Actually, I'd like to take this question a step farther. In the mid-1990s, I was still a clarinetist, but did some doubling on flutes. Being called upon to play alto and (especially) bass in various pieces, I quickly fell in love with the delicate, mysterious sounds of both. This led me to adopt the flutes as my principal instruments, renouncing the clarinet from that moment on. Of course this resulted in my writing numerous pieces for alto and bass as well. The sound of the bass still brings me into another world.


Can you tell us the background of nuance?How did it come to be written and what's it al about?
This is an easy one. My wife and I were being invited regularly to Forfest, a festival of arts with a spiritual orientation, in the eastern Czech Republic. The Co-Director, Zdenka Vaculovicova, is a composer-violinist-violist, so I wrote this piece for the two of us. We premiered it at the 2002 edition of the festival, in the original version, for bass flute and viola.

Since these two instruments play in pretty much exactly the same registers, and since both instruments have unique colors and similar dynamic ranges, it seemed natural to write a piece that plays upon these colors and the subtle differences between them. The essence of the work is stating the same musical material, but with a different nuance each time. Since alto and bass flute are pitched a 5th apart, as are the violin and viola, it was obvious that the piece could be played as well with alto flute and violin.

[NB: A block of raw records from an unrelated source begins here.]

//! Named operations on top of the generic signed call.
//!
//! Each [`Operation`] fixes an endpoint and a set of required fields. The façade
//! validates those fields, generates `req_seq_id` and `req_date`, merges
//! caller-supplied extension fields without letting them overwrite anything the
//! operation defines, and dispatches through the tenant's client.

use std::{
    fmt,
    sync::Arc,
    time::{Instant, SystemTime, UNIX_EPOCH},
};

use chrono::Local;
use serde_json::Value;
use tracing::instrument;
use uuid::Uuid;

use crate::{
    audit,
    error::{GatewayError, Result},
    model::{CallRequest, CallResult, Params},
    registry::TenantRegistry,
    security::audit::{AuditEventType, redact_tenant_id},
};

/// Generated request sequence identifier field.
pub const REQ_SEQ_ID_FIELD: &str = "req_seq_id";
/// Generated request date field.
pub const REQ_DATE_FIELD: &str = "req_date";

/// The closed set of named operations.
#[derive(Debug, Clone, Copy, PartialEq, Eq, Hash)]
pub enum Operation {
    /// Configure a merchant's WeChat official-account binding.
    ConfigureMerchant,
    /// Query a merchant's business configuration.
    QueryMerchantConfig,
    /// Query a merchant's basic data.
    QueryMerchantInfo,
}

impl Operation {
    /// Provider endpoint of this operation.
    #[must_use]
    pub const fn endpoint(&self) -> &'static str {
        match self {
            Self::ConfigureMerchant => "/v2/merchant/busi/config",
            Self::QueryMerchantConfig => "/v2/merchant/busi/config/query",
            Self::QueryMerchantInfo => "/v2/merchant/basicdata/query",
        }
    }

    /// Fields that must be present and non-empty.
    #[must_use]
    pub const fn required_fields(&self) -> &'static [&'static str] {
        match self {
            Self::ConfigureMerchant => &["huifu_id", "wx_woa_app_id", "wx_woa_path", "fee_type"],
            Self::QueryMerchantConfig | Self::QueryMerchantInfo => &["huifu_id"],
        }
    }

    /// Short name used in logs and errors.
    #[must_use]
    pub const fn name(&self) -> &'static str {
        match self {
            Self::ConfigureMerchant => "configure_merchant",
            Self::QueryMerchantConfig => "query_merchant_config",
            Self::QueryMerchantInfo => "query_merchant_info",
        }
    }
}

impl fmt::Display for Operation {
    fn fmt(&self, f: &mut fmt::Formatter<'_>) -> fmt::Result {
        f.write_str(self.name())
    }
}

/// A named operation with its fields and optional extensions.
///
/// # Examples
///
/// ```
/// use huifu_gateway::facade::{Operation, OperationRequest};
///
/// let request = OperationRequest::new(Operation::QueryMerchantConfig)
///     .field("huifu_id", "6666000000000002")
///     .into_call_request()
///     .unwrap();
///
/// assert_eq!(request.endpoint, "/v2/merchant/busi/config/query");
/// assert!(request.params.contains_key("req_seq_id"));
/// assert!(request.params.contains_key("req_date"));
/// ```
#[derive(Debug, Clone, PartialEq)]
pub struct OperationRequest {
    operation: Operation,
    fields: Params,
    extensions: Params,
}

impl OperationRequest {
    /// Starts a request for `operation`.
    #[must_use]
    pub fn new(operation: Operation) -> Self {
        Self { operation, fields: Params::new(), extensions: Params::new() }
    }

    /// Sets an operation field. Operation fields always win over extensions.
    #[must_use]
    #[allow(
        clippy::impl_trait_in_params,
        reason = "impl Into is idiomatic for builder methods"
    )]
    pub fn field(mut self, name: impl Into<String>, value: impl Into<Value>) -> Self {
        self.fields.insert(name.into(), value.into());
        self
    }

    /// Adds caller-supplied extension fields.
    #[must_use]
    pub fn extensions(mut self, extensions: Params) -> Self {
        self.extensions.extend(extensions);
        self
    }

    /// The operation being requested.
    #[must_use]
    pub const fn operation(&self) -> Operation {
        self.operation
    }

    /// Validates required fields and shapes the generic call.
    ///
    /// # Errors
    ///
    /// Returns [`GatewayError::Validation`] naming the first missing or empty
    /// required field.
    pub fn into_call_request(self) -> Result<CallRequest> {
        for field in self.operation.required_fields() {
            if !is_present(self.fields.get(*field)) {
                return Err(GatewayError::Validation(format!(
                    "{field} is required for {}",
                    self.operation
                )));
            }
        }

        let mut params = self.fields;
        params.insert(REQ_SEQ_ID_FIELD.to_owned(), Value::from(generate_req_seq_id()));
        let req_date = Local::now().format("%Y%m%d").to_string();
        params.insert(REQ_DATE_FIELD.to_owned(), Value::from(req_date));
        for (key, value) in self.extensions {
            params.entry(key).or_insert(value);
        }

        Ok(CallRequest { endpoint: self.operation.endpoint().to_owned(), params })
    }
}

fn is_present(value: Option<&Value>) -> bool {
    match value {
        None | Some(Value::Null) => false,
        Some(Value::String(s)) => !s.trim().is_empty(),
        Some(_) => true,
    }
}

/// Request sequence id: unix seconds, six-digit microseconds, then 8 random hex digits.
fn generate_req_seq_id() -> String {
    let now = SystemTime::now().duration_since(UNIX_EPOCH).unwrap_or_default();
    let suffix = Uuid::new_v4().simple().to_string();
    format!("{}{:06}{}", now.as_secs(), now.subsec_micros(), &suffix[..8])
}

/// Executes named operations for registered tenants.
#[derive(Debug, Clone)]
pub struct CallFacade {
    registry: Arc<TenantRegistry>,
}

impl CallFacade {
    /// Creates a façade over `registry`.
    #[must_use]
    pub const fn new(registry: Arc<TenantRegistry>) -> Self {
        Self { registry }
    }

    /// Validates, shapes and executes `request` with `tenant_id`'s client.
    ///
    /// Validation runs before the tenant is resolved, so an invalid request never
    /// reaches a backend.
    ///
    /// # Errors
    ///
    /// - [`GatewayError::Validation`] for a missing required field
    /// - [`GatewayError::NotFound`] if the tenant is not registered
    /// - any error of [`SigningClient::call`](crate::client::SigningClient::call)
    #[instrument(
        skip(self, request),
        fields(tenant = %redact_tenant_id(tenant_id), operation = %request.operation())
    )]
    pub async fn execute(&self, tenant_id: &str, request: OperationRequest) -> Result<CallResult> {
        let call = request.into_call_request()?;
        let client = self.registry.lookup(tenant_id).await?;

        let started = Instant::now();
        let outcome = client.call(&call.endpoint, call.params).await;
        let request_id = Uuid::new_v4();

        match &outcome {
            Ok(_) => audit!(
                AuditEventType::CallSucceeded,
                tenant_id,
                request_id,
                with_endpoint(call.endpoint.as_str()),
                with_backend(client.backend()),
                with_duration(started.elapsed())
            ),
            Err(e) => audit!(
                AuditEventType::CallFailed,
                tenant_id,
                request_id,
                with_endpoint(call.endpoint.as_str()),
                with_backend(client.backend()),
                with_duration(started.elapsed()),
                with_error(e.to_string())
            ),
        }
        outcome
    }

    /// Configures a merchant's WeChat official-account binding.
    ///
    /// # Errors
    ///
    /// See [`execute`](Self::execute).
    pub async fn configure_merchant(
        &self,
        tenant_id: &str,
        merchant: MerchantBinding,
        extensions: Params,
    ) -> Result<CallResult> {
        let request = OperationRequest::new(Operation::ConfigureMerchant)
            .field("huifu_id", merchant.huifu_id)
            .field("wx_woa_app_id", merchant.wx_woa_app_id)
            .field("wx_woa_path", merchant.wx_woa_path)
            .field("fee_type", merchant.fee_type)
            .extensions(extensions);
        self.execute(tenant_id, request).await
    }

    /// Queries a merchant's business configuration.
    ///
    /// # Errors
    ///
    /// See [`execute`](Self::execute).
    pub async fn query_merchant_config(
        &self,
        tenant_id: &str,
        huifu_id: &str,
    ) -> Result<CallResult> {
        let request =
            OperationRequest::new(Operation::QueryMerchantConfig).field("huifu_id", huifu_id);
        self.execute(tenant_id, request).await
    }

    /// Queries a merchant's basic data.
    ///
    /// # Errors
    ///
    /// See [`execute`](Self::execute).
    pub async fn query_merchant_info(
        &self,
        tenant_id: &str,
        huifu_id: &str,
        extensions: Params,
    ) -> Result<CallResult> {
        let request = OperationRequest::new(Operation::QueryMerchantInfo)
            .field("huifu_id", huifu_id)
            .extensions(extensions);
        self.execute(tenant_id, request).await
    }
}

/// Fields of a WeChat official-account binding.
#[derive(Debug, Clone, PartialEq, Eq)]
pub struct MerchantBinding {
    /// Provider merchant identifier.
    pub huifu_id: String,
    /// WeChat official-account app id.
    pub wx_woa_app_id: String,
    /// WeChat official-account page path.
    pub wx_woa_path: String,
    /// Fee type code.
    pub fee_type: String,
}

#[cfg(test)]
mod tests {
    use serde_json::json;

    use super::*;

    #[test]
    fn test_missing_required_field() {
        let err = OperationRequest::new(Operation::ConfigureMerchant)
            .field("huifu_id", "X")
            .field("wx_woa_app_id", "wx1")
            .field("fee_type", "02")
            .into_call_request()
            .unwrap_err();
        assert!(matches!(err, GatewayError::Validation(ref m) if m.contains("wx_woa_path")));
    }

    #[test]
    fn test_blank_and_null_fields_are_missing() {
        let err = OperationRequest::new(Operation::QueryMerchantConfig)
            .field("huifu_id", "  ")
            .into_call_request()
            .unwrap_err();
        assert!(matches!(err, GatewayError::Validation(_)));

        let err = OperationRequest::new(Operation::QueryMerchantConfig)
            .field("huifu_id", Value::Null)
            .into_call_request()
            .unwrap_err();
        assert!(matches!(err, GatewayError::Validation(_)));
    }

    #[test]
    fn test_extensions_never_overwrite() {
        let extensions = json!({
            "huifu_id": "attacker",
            "req_date": "19700101",
            "wx_woa_path": "evil",
            "remark": "kept",
        });
        let request = OperationRequest::new(Operation::ConfigureMerchant)
            .field("huifu_id", "X")
            .field("wx_woa_app_id", "wx1")
            .field("wx_woa_path", "pages/index")
            .field("fee_type", "02")
            .extensions(extensions.as_object().cloned().unwrap())
            .into_call_request()
            .unwrap();

        assert_eq!(request.endpoint, "/v2/merchant/busi/config");
        assert_eq!(request.params["huifu_id"], "X");
        assert_eq!(request.params["wx_woa_path"], "pages/index");
        assert_ne!(request.params["req_date"], "19700101");
        assert_eq!(request.params["remark"], "kept");
    }

    #[test]
    fn test_generated_identifiers() {
        let request = OperationRequest::new(Operation::QueryMerchantInfo)
            .field("huifu_id", "X")
            .into_call_request()
            .unwrap();

        let date = request.params["req_date"].as_str().unwrap();
        assert_eq!(date.len(), 8);
        assert!(date.bytes().all(|b| b.is_ascii_digit()));

        let seq = request.params["req_seq_id"].as_str().unwrap();
        assert!(seq.len() >= 24, "{seq}");
    }

    #[test]
    fn test_req_seq_ids_are_unique() {
        let a = generate_req_seq_id();
        let b = generate_req_seq_id();
        assert_ne!(a, b);
    }

    #[test]
    fn test_operation_endpoints() {
        assert_eq!(Operation::ConfigureMerchant.endpoint(), "/v2/merchant/busi/config");
        assert_eq!(Operation::QueryMerchantConfig.endpoint(), "/v2/merchant/busi/config/query");
        assert_eq!(Operation::QueryMerchantInfo.endpoint(), "/v2/merchant/basicdata/query");
        assert_eq!(Operation::QueryMerchantInfo.to_string(), "query_merchant_info");
    }
}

What are your plans for the future?
I just want to keep on doing what I've been doing for as long as I can. I have been fortunate enough to receive fine performances and great encouragement from numerous excellent musicians; rarescale has become my greatest supporter of all. This, in turn, spurs me on to keep on moving forward, always aiming for my best work ever.

What have been your career highlights so far?
I was very fortunate early in my career to receive some major performances. Among them, I would single out the premiere of Equali I (4 flutes & 4 strings) at Gaudeamus International Music Week 1970 in the Netherlands (when I was only 24), five performances of Strata, by the Los Angeles Philharmonic Orchestra in 1971, receiving the Queen Marie-José International Composition Prize in Geneva in 1972, eight productions of my chamber opera, The Telltale Heart, by the Netherlands Opera and Utrecht Symphony in 1982 (the last seven of those as part of the Holland Festival), and the first of my three Fulbright appointments, a semester at the Musikhochschule Trossingen, Germany, in 2003, which included lectures and concerts.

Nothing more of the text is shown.